Records supplied =
- Opening Delimiter -

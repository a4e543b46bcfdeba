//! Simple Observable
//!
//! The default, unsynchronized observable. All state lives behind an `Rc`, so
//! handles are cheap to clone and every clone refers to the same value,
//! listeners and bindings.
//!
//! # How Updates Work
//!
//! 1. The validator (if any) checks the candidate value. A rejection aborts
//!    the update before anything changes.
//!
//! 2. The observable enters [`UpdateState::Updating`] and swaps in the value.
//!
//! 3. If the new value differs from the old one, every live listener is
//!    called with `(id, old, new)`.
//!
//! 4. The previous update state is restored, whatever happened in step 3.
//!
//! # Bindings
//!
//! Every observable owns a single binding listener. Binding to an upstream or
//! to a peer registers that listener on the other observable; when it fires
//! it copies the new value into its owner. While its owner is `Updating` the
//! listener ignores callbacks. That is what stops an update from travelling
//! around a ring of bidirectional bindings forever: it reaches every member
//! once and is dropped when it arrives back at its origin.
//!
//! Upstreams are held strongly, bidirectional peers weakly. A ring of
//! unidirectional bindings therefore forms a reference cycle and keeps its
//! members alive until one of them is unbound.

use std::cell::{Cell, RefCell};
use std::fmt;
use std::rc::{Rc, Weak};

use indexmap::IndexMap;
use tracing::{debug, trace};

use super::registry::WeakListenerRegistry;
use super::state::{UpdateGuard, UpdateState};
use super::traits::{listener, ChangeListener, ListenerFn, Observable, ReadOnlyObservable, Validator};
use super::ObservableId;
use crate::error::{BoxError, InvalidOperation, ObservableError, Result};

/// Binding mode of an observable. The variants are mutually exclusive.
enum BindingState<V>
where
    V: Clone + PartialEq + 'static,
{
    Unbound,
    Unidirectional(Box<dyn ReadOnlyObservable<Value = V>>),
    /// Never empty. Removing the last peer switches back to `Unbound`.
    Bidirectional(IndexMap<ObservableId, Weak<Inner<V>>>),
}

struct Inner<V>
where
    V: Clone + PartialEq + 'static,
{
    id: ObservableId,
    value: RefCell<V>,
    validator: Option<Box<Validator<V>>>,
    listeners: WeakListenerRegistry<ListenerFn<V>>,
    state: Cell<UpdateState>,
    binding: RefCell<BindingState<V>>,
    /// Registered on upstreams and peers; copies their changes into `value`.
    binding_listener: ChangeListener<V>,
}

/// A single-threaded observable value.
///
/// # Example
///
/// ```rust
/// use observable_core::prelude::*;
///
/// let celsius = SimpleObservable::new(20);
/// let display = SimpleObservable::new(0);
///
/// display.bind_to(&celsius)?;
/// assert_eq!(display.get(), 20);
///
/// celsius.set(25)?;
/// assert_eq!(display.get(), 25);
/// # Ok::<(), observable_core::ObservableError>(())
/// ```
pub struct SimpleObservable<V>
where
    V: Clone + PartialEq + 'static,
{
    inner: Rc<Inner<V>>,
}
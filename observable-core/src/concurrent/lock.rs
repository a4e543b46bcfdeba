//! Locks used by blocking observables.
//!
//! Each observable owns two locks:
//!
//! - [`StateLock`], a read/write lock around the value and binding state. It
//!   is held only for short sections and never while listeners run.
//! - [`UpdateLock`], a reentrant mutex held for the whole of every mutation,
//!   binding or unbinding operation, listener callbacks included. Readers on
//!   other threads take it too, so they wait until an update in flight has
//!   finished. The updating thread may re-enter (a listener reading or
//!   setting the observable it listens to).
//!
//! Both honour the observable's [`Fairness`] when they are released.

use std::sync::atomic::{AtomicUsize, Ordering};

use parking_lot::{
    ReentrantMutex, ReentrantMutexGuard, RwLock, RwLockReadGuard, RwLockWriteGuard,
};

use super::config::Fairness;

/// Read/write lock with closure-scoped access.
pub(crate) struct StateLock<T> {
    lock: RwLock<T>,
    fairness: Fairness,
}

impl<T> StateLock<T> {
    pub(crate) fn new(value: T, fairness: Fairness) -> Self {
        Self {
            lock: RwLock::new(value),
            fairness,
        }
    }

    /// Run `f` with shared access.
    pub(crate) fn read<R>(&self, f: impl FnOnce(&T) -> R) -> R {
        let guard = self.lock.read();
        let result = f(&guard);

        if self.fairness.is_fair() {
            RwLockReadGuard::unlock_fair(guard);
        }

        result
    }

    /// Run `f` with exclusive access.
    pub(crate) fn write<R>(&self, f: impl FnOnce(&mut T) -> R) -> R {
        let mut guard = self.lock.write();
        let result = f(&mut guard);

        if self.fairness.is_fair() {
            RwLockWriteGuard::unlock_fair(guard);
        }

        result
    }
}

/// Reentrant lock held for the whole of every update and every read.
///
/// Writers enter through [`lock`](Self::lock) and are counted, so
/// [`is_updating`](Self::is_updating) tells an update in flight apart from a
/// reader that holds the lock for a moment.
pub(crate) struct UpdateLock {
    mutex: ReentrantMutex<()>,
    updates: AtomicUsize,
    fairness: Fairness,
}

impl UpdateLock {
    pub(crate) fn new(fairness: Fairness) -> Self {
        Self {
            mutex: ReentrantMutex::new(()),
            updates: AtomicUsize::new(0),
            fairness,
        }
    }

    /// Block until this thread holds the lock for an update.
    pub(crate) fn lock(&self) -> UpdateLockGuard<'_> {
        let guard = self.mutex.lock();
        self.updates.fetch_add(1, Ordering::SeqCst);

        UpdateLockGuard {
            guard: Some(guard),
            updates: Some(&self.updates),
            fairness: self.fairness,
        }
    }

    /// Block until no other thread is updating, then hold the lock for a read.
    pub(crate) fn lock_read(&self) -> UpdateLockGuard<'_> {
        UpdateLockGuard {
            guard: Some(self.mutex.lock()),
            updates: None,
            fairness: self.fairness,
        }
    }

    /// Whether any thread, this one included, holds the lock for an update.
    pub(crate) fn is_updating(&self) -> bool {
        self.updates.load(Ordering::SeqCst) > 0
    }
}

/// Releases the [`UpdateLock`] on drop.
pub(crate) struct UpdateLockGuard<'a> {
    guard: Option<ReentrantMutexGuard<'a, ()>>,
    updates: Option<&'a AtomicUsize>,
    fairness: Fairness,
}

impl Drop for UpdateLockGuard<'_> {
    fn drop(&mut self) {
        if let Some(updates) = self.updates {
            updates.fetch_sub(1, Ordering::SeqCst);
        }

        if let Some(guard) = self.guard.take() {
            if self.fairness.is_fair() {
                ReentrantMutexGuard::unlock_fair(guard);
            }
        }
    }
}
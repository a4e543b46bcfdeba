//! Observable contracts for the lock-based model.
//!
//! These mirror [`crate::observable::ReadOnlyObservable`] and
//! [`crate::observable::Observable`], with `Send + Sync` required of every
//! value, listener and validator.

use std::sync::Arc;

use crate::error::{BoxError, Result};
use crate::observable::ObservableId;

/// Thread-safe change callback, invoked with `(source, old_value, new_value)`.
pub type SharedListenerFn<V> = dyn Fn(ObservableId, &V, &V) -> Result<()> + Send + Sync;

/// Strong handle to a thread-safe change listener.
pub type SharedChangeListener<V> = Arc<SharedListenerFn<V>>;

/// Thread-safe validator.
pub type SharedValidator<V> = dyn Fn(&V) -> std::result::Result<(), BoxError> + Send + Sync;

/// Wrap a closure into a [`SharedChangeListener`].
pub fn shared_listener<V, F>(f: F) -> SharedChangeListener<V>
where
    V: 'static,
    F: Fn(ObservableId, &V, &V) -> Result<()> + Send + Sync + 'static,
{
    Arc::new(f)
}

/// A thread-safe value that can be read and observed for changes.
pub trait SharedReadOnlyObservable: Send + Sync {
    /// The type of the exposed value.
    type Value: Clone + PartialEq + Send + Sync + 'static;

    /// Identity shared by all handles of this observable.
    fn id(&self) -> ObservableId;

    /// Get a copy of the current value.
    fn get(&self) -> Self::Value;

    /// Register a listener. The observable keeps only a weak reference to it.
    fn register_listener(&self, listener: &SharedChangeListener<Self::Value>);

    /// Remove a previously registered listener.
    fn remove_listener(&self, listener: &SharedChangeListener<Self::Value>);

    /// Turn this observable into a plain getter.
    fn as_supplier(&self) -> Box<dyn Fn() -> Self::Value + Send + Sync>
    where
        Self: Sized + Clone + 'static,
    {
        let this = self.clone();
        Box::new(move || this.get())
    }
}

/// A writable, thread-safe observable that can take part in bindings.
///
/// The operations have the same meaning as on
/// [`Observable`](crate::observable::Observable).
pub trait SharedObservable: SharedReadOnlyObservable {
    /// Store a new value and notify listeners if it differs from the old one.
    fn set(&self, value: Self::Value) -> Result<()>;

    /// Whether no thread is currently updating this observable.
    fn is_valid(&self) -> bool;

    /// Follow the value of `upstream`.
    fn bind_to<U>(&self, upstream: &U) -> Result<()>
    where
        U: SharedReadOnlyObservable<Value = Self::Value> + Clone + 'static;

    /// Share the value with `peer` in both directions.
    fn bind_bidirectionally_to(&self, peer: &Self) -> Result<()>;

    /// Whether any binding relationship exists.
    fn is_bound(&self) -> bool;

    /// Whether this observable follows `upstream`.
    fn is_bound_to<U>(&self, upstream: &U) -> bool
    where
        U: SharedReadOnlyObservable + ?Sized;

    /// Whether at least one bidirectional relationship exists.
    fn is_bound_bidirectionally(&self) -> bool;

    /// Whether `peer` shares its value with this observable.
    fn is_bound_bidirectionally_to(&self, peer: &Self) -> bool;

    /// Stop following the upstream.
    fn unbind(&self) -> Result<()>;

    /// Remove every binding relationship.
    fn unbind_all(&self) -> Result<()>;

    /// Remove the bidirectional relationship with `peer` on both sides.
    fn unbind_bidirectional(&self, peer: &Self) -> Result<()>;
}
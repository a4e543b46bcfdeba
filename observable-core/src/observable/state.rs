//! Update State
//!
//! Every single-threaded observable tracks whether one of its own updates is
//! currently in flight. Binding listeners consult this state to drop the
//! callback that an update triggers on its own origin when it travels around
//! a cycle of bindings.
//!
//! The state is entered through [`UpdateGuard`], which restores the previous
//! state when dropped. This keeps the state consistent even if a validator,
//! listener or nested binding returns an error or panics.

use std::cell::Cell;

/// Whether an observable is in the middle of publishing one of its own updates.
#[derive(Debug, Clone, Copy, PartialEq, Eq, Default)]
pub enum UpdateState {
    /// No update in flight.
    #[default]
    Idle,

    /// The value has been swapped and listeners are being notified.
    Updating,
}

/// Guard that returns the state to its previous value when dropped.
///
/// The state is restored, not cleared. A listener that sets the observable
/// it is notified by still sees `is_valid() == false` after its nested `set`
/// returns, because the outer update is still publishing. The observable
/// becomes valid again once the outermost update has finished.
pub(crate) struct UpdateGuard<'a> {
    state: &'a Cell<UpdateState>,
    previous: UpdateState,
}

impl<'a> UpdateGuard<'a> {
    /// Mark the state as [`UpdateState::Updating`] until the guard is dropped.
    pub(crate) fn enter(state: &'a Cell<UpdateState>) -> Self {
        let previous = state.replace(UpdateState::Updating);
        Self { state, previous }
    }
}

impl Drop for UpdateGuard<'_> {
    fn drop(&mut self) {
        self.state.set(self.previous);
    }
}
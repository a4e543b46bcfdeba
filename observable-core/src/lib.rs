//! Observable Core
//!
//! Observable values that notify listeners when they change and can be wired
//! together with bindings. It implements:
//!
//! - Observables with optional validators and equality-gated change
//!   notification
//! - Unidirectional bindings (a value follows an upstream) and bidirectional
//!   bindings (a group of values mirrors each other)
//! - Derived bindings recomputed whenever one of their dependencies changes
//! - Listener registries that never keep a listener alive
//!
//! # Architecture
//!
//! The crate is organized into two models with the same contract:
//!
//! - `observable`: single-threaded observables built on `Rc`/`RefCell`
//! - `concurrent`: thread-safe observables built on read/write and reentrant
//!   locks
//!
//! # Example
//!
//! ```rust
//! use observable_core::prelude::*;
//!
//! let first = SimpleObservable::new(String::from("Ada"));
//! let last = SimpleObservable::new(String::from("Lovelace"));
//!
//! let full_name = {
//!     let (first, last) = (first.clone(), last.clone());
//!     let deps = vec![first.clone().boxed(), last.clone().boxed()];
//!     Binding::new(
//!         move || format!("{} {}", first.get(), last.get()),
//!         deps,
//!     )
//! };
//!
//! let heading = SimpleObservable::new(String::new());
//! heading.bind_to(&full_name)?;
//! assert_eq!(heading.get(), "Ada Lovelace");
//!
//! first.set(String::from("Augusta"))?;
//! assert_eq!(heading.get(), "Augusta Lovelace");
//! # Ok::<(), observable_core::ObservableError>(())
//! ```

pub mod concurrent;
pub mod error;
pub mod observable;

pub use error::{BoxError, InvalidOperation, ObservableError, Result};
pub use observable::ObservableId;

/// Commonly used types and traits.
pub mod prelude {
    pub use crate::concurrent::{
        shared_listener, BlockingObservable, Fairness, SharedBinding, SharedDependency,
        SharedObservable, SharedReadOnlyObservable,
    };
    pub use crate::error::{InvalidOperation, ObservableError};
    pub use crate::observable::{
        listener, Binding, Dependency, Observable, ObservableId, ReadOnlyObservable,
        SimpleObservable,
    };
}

- Closing Delimiter -

What is needed =
Looking over the entries above, how many lines contain the string "first"? State the number and nothing else.

Written response =
5